(C) VMM14.07.2026 ● Fiona Wiedemann
Büroflächen im Wandel: Stirbt das klassische Office?
Jahrzehntelang war es der Mittelpunkt des Arbeitsalltags: Das Büro. Meetings und Besprechungen wurden hier abgehalten, Gespräche mit Kolleg:innen fanden in seinen Gängen oder Pausenräumen statt, und der Feierabend begann mit dem Verlassen des Gebäudes. Doch der Wandel, den die Arbeitswelt seit geraumer Zeit durchlebt, veränderte auch diesen scheinbar allgegenwärtigen Fixpunkt. Dank Remote-Work-Konzepten, der voranschreitenden Digitalisierung und weiteren neuen Entwicklungen spielt sich das Berufsleben längst nicht mehr nur im Büro ab. Aber bedeutet das wirklich das Ende des klassischen Office? Oder haben Büroflächen doch noch eine Zukunft?
Verliert das Büro an Bedeutung?
Selbst diejenigen, die Remote Work anfangs noch skeptisch gegenüberstanden, haben mittlerweile meist erkannt: Mit den richtigen technischen Maßnahmen kann man seiner Arbeit auch nachgehen, ohne tagtäglich vor Ort sein zu müssen. Häufig können Mitarbeitende zuhause sogar besser und konzentrierter arbeiten, da sie dort weniger abgelenkt sind. Was zu Corona-Zeiten eine Notwendigkeit war, hat sich in vielen Unternehmen bewährt und Homeoffice ist zum zentralen Bestandteil des Arbeitsalltags geworden. Auch digitale Kommunikations- und Kollaborationstools wie Zoom oder Microsoft Teams haben die Pandemie überdauert und werden von zahlreichen Beschäftigten regelmäßig genutzt. Sie ermöglichen Meetings, Besprechungen und Teamarbeit völlig unabhängig davon, wo sich die Mitarbeitenden befinden – solange eine Internetverbindung vorhanden ist. Auf die damit einhergehende Flexibilität wollen viele Arbeitnehmende nicht mehr verzichten.

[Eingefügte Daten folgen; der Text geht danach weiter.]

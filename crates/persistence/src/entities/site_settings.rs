//! Site settings entity (database row mapping).

use chrono::{DateTime, Utc};
use domain::models::{ServiceTime, SiteSettings};
use sqlx::FromRow;

/// Database row mapping for the site_settings table. Service times are
/// stored as a JSONB list and decoded on conversion; a malformed blob
/// degrades to an empty list rather than failing the page.
#[derive(Debug, Clone, FromRow)]
pub struct SiteSettingsEntity {
    pub id: String,
    pub service_times: serde_json::Value,
    pub address: String,
    pub phone: String,
    pub email: String,
    pub live_stream_url: Option<String>,
    pub donation_url: Option<String>,
    pub youtube_url: Option<String>,
    pub updated_at: DateTime<Utc>,
}

impl From<SiteSettingsEntity> for SiteSettings {
    fn from(entity: SiteSettingsEntity) -> Self {
        let service_times: Vec<ServiceTime> =
            serde_json::from_value(entity.service_times).unwrap_or_default();
        Self {
            id: entity.id,
            service_times,
            address: entity.address,
            phone: entity.phone,
            email: entity.email,
            live_stream_url: entity.live_stream_url,
            donation_url: entity.donation_url,
            youtube_url: entity.youtube_url,
            updated_at: entity.updated_at,
        }
    }
}

#[cfg(test)]
mod tests {
    use super::*;
    use serde_json::json;

    fn entity(service_times: serde_json::Value) -> SiteSettingsEntity {
        SiteSettingsEntity {
            id: "main".to_string(),
            service_times,
            address: "3560 Farm Hill Boulevard".to_string(),
            phone: "650-365-8094".to_string(),
            email: "info@example.org".to_string(),
            live_stream_url: None,
            donation_url: None,
            youtube_url: None,
            updated_at: Utc::now(),
        }
    }

    #[test]
    fn decodes_service_times() {
        let settings: SiteSettings = entity(json!([
            {"day": "Sunday", "times": ["9:00 AM", "10:45 AM"]}
        ]))
        .into();
        assert_eq!(settings.service_times.len(), 1);
        assert_eq!(settings.service_times[0].day, "Sunday");
        assert_eq!(settings.service_times[0].times.len(), 2);
    }

    #[test]
    fn malformed_service_times_degrade_to_empty() {
        let settings: SiteSettings = entity(json!({"oops": true})).into();
        assert!(settings.service_times.is_empty());
    }
}
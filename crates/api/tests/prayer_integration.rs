//! Integration tests for the prayer request submission endpoint.

mod common;

use axum::http::StatusCode;
use common::*;
use serde_json::json;
use tower::ServiceExt;

#[tokio::test]
async fn valid_submission_is_persisted() {
    let pool = create_test_pool().await;
    run_migrations(&pool).await;
    let app = create_test_app(test_config(), pool.clone());

    let name = unique_marker("requester");
    let response = app
        .oneshot(json_request(
            "/api/v1/prayer-requests",
            json!({
                "name": name,
                "email": "jamie@example.com",
                "request": "Please pray for my family.",
                "is_public": true
            }),
        ))
        .await
        .unwrap();
    assert_eq!(response.status(), StatusCode::CREATED);

    let body = parse_response_body(response).await;
    assert_eq!(body["name"], name.as_str());
    assert_eq!(body["is_public"], true);
    assert!(body["id"].as_str().is_some());

    let stored: i64 =
        sqlx::query_scalar("SELECT COUNT(*) FROM prayer_requests WHERE name = $1")
            .bind(&name)
            .fetch_one(&pool)
            .await
            .unwrap();
    assert_eq!(stored, 1);
}

#[tokio::test]
async fn is_public_defaults_to_false() {
    let pool = create_test_pool().await;
    run_migrations(&pool).await;
    let app = create_test_app(test_config(), pool);

    let response = app
        .oneshot(json_request(
            "/api/v1/prayer-requests",
            json!({
                "name": unique_marker("requester"),
                "request": "Please pray."
            }),
        ))
        .await
        .unwrap();
    assert_eq!(response.status(), StatusCode::CREATED);

    let body = parse_response_body(response).await;
    assert_eq!(body["is_public"], false);
}

#[tokio::test]
async fn empty_name_is_rejected() {
    let pool = create_test_pool().await;
    run_migrations(&pool).await;
    let app = create_test_app(test_config(), pool);

    let response = app
        .oneshot(json_request(
            "/api/v1/prayer-requests",
            json!({
                "name": "",
                "request": "Please pray."
            }),
        ))
        .await
        .unwrap();
    assert_eq!(response.status(), StatusCode::BAD_REQUEST);

    let body = parse_response_body(response).await;
    assert_eq!(body["error"], "validation_error");
    let details = body["details"].as_array().unwrap();
    assert!(details.iter().any(|d| d["field"] == "name"));
}

#[tokio::test]
async fn invalid_email_is_rejected() {
    let pool = create_test_pool().await;
    run_migrations(&pool).await;
    let app = create_test_app(test_config(), pool);

    let response = app
        .oneshot(json_request(
            "/api/v1/prayer-requests",
            json!({
                "name": "Jamie",
                "email": "not-an-email",
                "request": "Please pray."
            }),
        ))
        .await
        .unwrap();
    assert_eq!(response.status(), StatusCode::BAD_REQUEST);
}

#[tokio::test]
async fn submissions_are_rate_limited_per_client() {
    let pool = create_test_pool().await;
    run_migrations(&pool).await;

    let mut config = test_config();
    config.security.submission_rate_limit_per_minute = 1;
    let app = create_test_app(config, pool);

    let payload = || {
        json_request(
            "/api/v1/prayer-requests",
            json!({
                "name": unique_marker("requester"),
                "request": "Please pray."
            }),
        )
    };

    let first = app.clone().oneshot(payload()).await.unwrap();
    assert_eq!(first.status(), StatusCode::CREATED);

    let second = app.oneshot(payload()).await.unwrap();
    assert_eq!(second.status(), StatusCode::TOO_MANY_REQUESTS);
    assert!(second.headers().contains_key(axum::http::header::RETRY_AFTER));
}

#[tokio::test]
async fn reads_are_not_rate_limited() {
    let pool = create_test_pool().await;
    run_migrations(&pool).await;

    let mut config = test_config();
    config.security.submission_rate_limit_per_minute = 1;
    let app = create_test_app(config, pool);

    for _ in 0..5 {
        let response = app
            .clone()
            .oneshot(get_request("/api/v1/navigation"))
            .await
            .unwrap();
        assert_eq!(response.status(), StatusCode::OK);
    }
}
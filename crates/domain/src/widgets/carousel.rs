//! Hero image carousel state machine.
//!
//! The host renders the slides and owns the interval timer; the machine owns
//! the current index and the paused flag. Ticks arriving while paused are
//! ignored rather than queued.

/// Interval between automatic slide advances.
pub const ROTATION_INTERVAL_MS: u64 = 5_000;

/// Rotating slide deck, paused while the pointer hovers it.
#[derive(Debug, Clone)]
pub struct Carousel {
    slide_count: usize,
    current: usize,
    paused: bool,
}

impl Carousel {
    pub fn new(slide_count: usize) -> Self {
        Self {
            slide_count,
            current: 0,
            paused: false,
        }
    }

    pub fn current(&self) -> usize {
        self.current
    }

    pub fn is_paused(&self) -> bool {
        self.paused
    }

    /// Interval timer fired. Advances one slide, wrapping at the end;
    /// does nothing while paused or when there is nothing to rotate.
    pub fn tick(&mut self) -> usize {
        if !self.paused && self.slide_count > 1 {
            self.current = (self.current + 1) % self.slide_count;
        }
        self.current
    }

    /// Pointer entered the carousel.
    pub fn pause(&mut self) {
        self.paused = true;
    }

    /// Pointer left the carousel.
    pub fn resume(&mut self) {
        self.paused = false;
    }

    /// Navigation dot clicked. Out-of-range indexes are ignored.
    pub fn select(&mut self, index: usize) {
        if index < self.slide_count {
            self.current = index;
        }
    }
}
//! Small group entity (database row mapping).

use chrono::{DateTime, Utc};
use domain::models::{SmallGroup, SmallGroupKind};
use sqlx::FromRow;
use uuid::Uuid;

/// Database enum mapping for the PostgreSQL small_group_kind type.
#[derive(Debug, Clone, Copy, PartialEq, Eq, sqlx::Type)]
#[sqlx(type_name = "small_group_kind", rename_all = "lowercase")]
pub enum SmallGroupKindDb {
    Growth,
    Life,
}

impl From<SmallGroupKindDb> for SmallGroupKind {
    fn from(db: SmallGroupKindDb) -> Self {
        match db {
            SmallGroupKindDb::Growth => SmallGroupKind::Growth,
            SmallGroupKindDb::Life => SmallGroupKind::Life,
        }
    }
}

impl From<SmallGroupKind> for SmallGroupKindDb {
    fn from(kind: SmallGroupKind) -> Self {
        match kind {
            SmallGroupKind::Growth => SmallGroupKindDb::Growth,
            SmallGroupKind::Life => SmallGroupKindDb::Life,
        }
    }
}

/// Database row mapping for the small_groups table.
#[derive(Debug, Clone, FromRow)]
pub struct SmallGroupEntity {
    pub id: Uuid,
    pub name: String,
    pub kind: SmallGroupKindDb,
    pub description: String,
    pub leader: Option<String>,
    pub meeting_day: Option<String>,
    pub meeting_time: Option<String>,
    pub location: Option<String>,
    pub max_capacity: Option<i32>,
    pub current_count: i32,
    pub open_for_signup: bool,
    pub contact_email: Option<String>,
    pub active: bool,
    pub created_at: DateTime<Utc>,
}

impl From<SmallGroupEntity> for SmallGroup {
    fn from(entity: SmallGroupEntity) -> Self {
        Self {
            id: entity.id,
            name: entity.name,
            kind: entity.kind.into(),
            description: entity.description,
            leader: entity.leader,
            meeting_day: entity.meeting_day,
            meeting_time: entity.meeting_time,
            location: entity.location,
            max_capacity: entity.max_capacity,
            current_count: entity.current_count,
            open_for_signup: entity.open_for_signup,
            contact_email: entity.contact_email,
            active: entity.active,
            created_at: entity.created_at,
        }
    }
}
//! Rate limiting middleware for the public submission endpoint.
//!
//! The prayer form is the only unauthenticated write on the site, so it is
//! limited per client IP. Every other route is a cacheable read and stays
//! unlimited.

use axum::{
    body::Body,
    extract::{ConnectInfo, State},
    http::Request,
    middleware::Next,
    response::{IntoResponse, Response},
};
use governor::{
    clock::DefaultClock,
    state::{InMemoryState, NotKeyed},
    Quota, RateLimiter as GovRateLimiter,
};
use std::{
    collections::HashMap,
    net::{IpAddr, Ipv4Addr, SocketAddr},
    num::NonZeroU32,
    sync::{Arc, RwLock},
};

use crate::app::AppState;
use crate::error::ApiError;

/// Type alias for the per-client rate limiter.
type ClientRateLimiter = GovRateLimiter<NotKeyed, InMemoryState, DefaultClock>;

/// Rate limiter state shared across all requests, keyed by client IP.
pub struct RateLimiterState {
    limiters: RwLock<HashMap<IpAddr, Arc<ClientRateLimiter>>>,
    limit_per_minute: u32,
}

impl RateLimiterState {
    /// Create a new rate limiter state with the specified limit per minute.
    pub fn new(limit_per_minute: u32) -> Self {
        Self {
            limiters: RwLock::new(HashMap::new()),
            limit_per_minute,
        }
    }

    fn get_or_create_limiter(&self, ip: IpAddr) -> Arc<ClientRateLimiter> {
        {
            let limiters = self.limiters.read().unwrap();
            if let Some(limiter) = limiters.get(&ip) {
                return limiter.clone();
            }
        }

        let mut limiters = self.limiters.write().unwrap();

        // Another request may have created it between the locks.
        if let Some(limiter) = limiters.get(&ip) {
            return limiter.clone();
        }

        let quota = Quota::per_minute(
            NonZeroU32::new(self.limit_per_minute).unwrap_or(NonZeroU32::new(5).unwrap()),
        );
        let limiter = Arc::new(GovRateLimiter::direct(quota));
        limiters.insert(ip, limiter.clone());
        limiter
    }

    /// Check whether a request from the given client should be allowed.
    /// Returns Ok(()) if allowed, or Err with retry-after seconds.
    pub fn check(&self, ip: IpAddr) -> Result<(), u64> {
        let limiter = self.get_or_create_limiter(ip);

        match limiter.check() {
            Ok(_) => Ok(()),
            Err(not_until) => {
                let wait_time = not_until.wait_time_from(governor::clock::Clock::now(
                    &governor::clock::DefaultClock::default(),
                ));
                Err(wait_time.as_secs().max(1))
            }
        }
    }
}

impl std::fmt::Debug for RateLimiterState {
    fn fmt(&self, f: &mut std::fmt::Formatter<'_>) -> std::fmt::Result {
        f.debug_struct("RateLimiterState")
            .field("limit_per_minute", &self.limit_per_minute)
            .field("active_limiters", &self.limiters.read().unwrap().len())
            .finish()
    }
}

/// Best-effort client IP: the first X-Forwarded-For hop when the service
/// sits behind a proxy, otherwise the peer address.
fn client_ip(req: &Request<Body>) -> IpAddr {
    let forwarded = req
        .headers()
        .get("x-forwarded-for")
        .and_then(|v| v.to_str().ok())
        .and_then(|v| v.split(',').next())
        .and_then(|v| v.trim().parse::<IpAddr>().ok());

    forwarded
        .or_else(|| {
            req.extensions()
                .get::<ConnectInfo<SocketAddr>>()
                .map(|ConnectInfo(addr)| addr.ip())
        })
        .unwrap_or(IpAddr::V4(Ipv4Addr::UNSPECIFIED))
}

/// Middleware that applies per-client rate limiting.
pub async fn rate_limit_middleware(
    State(state): State<AppState>,
    req: Request<Body>,
    next: Next,
) -> Response {
    let Some(rate_limiter) = state.rate_limiter.as_ref() else {
        // Rate limiting disabled via configuration.
        return next.run(req).await;
    };

    match rate_limiter.check(client_ip(&req)) {
        Ok(()) => next.run(req).await,
        Err(retry_after_secs) => {
            tracing::warn!(retry_after_secs, "Submission rate limit exceeded");
            ApiError::RateLimited { retry_after_secs }.into_response()
        }
    }
}
//! Header navigation endpoint.

use axum::Json;
use domain::navigation::{self, NavEntry, NavLink};
use serde::Serialize;

/// Navigation payload for the site header and mobile menu.
#[derive(Debug, Serialize)]
#[serde(rename_all = "snake_case")]
pub struct NavigationResponse {
    pub entries: Vec<NavEntry>,
    pub call_to_action: NavLink,
}

/// GET /api/v1/navigation
pub async fn get_navigation() -> Json<NavigationResponse> {
    Json(NavigationResponse {
        entries: navigation::primary_navigation(),
        call_to_action: navigation::call_to_action(),
    })
}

Warum Büroflächen trotzdem nicht ganz verschwinden
Bei all den oben genannten Punkten stellt sich die Frage: Brauchen wir Büros, so wie wir sie bislang kannten, überhaupt noch? Die Antwort lautet Ja und Nein. Denn zwar sind feste Büroräume mittlerweile nicht mehr zwingend notwendig. Aber sie bringen nach wie vor gewisse Vorzüge mit sich, die bei einem vollständigen Verzicht auf Präsenzarbeit verloren gehen würden. Ein besonders wichtiger Faktor ist hierbei die direkte und spontane Kommunikation im Team. Sie ermöglicht Kolleg:innen nicht nur soziale Kontakte, sondern auch Raum für Kreativität und neue Ideen. Gerade beim Brainstorming für neue Strategien und Konzepte oder in Krisensituationen ist die persönliche Kommunikation auch heute noch unersetzlich. Auch der Zusammenhalt im Team leidet auf Dauer darunter, wenn kein direkter Austausch mehr stattfindet.
Büroflächen neu gestalten
Das Fazit: Die klassische Bürokultur mit festen Anwesenheiten von Montag bis Freitag ist längst Teil der Vergangenheit. Trotzdem brauchen wir Büroflächen als konstanten Raum für Besprechungen und Begegnungen. Deshalb gilt es jetzt, diese beiden Punkte miteinander zu vereinbaren und die eigenen Räumlichkeiten entsprechend anzupassen. Am gängigsten sind hierbei hybride Modelle, die in vielen Unternehmen bereits Einzug gehalten haben und Homeoffice und Präsenzarbeit kombinieren. So können Mitarbeitende selbst entscheiden, wann sie ins Büro kommen oder lieber von Zuhause aus arbeiten möchten. Gleichzeitig gibt es bei Meetings und wichtigen Terminen die Möglichkeit, diese weiterhin in Präsenz abzuhalten. Eine weitere neue Alternative zum klassischen Office sind sogenannte Coworking Spaces: Anstelle von großen Bürogebäuden haben Mitarbeitende in diesen kleineren flexiblen Räumlichkeiten die Option, gemeinsam und ganz nach Bedarf ihre Aufgaben zu erledigen. Daraus lässt sich schließen: Büroflächen werden nach wie vor ein wichtiger Bestandteil der Arbeitswelt bleiben – sie sehen nur anders aus.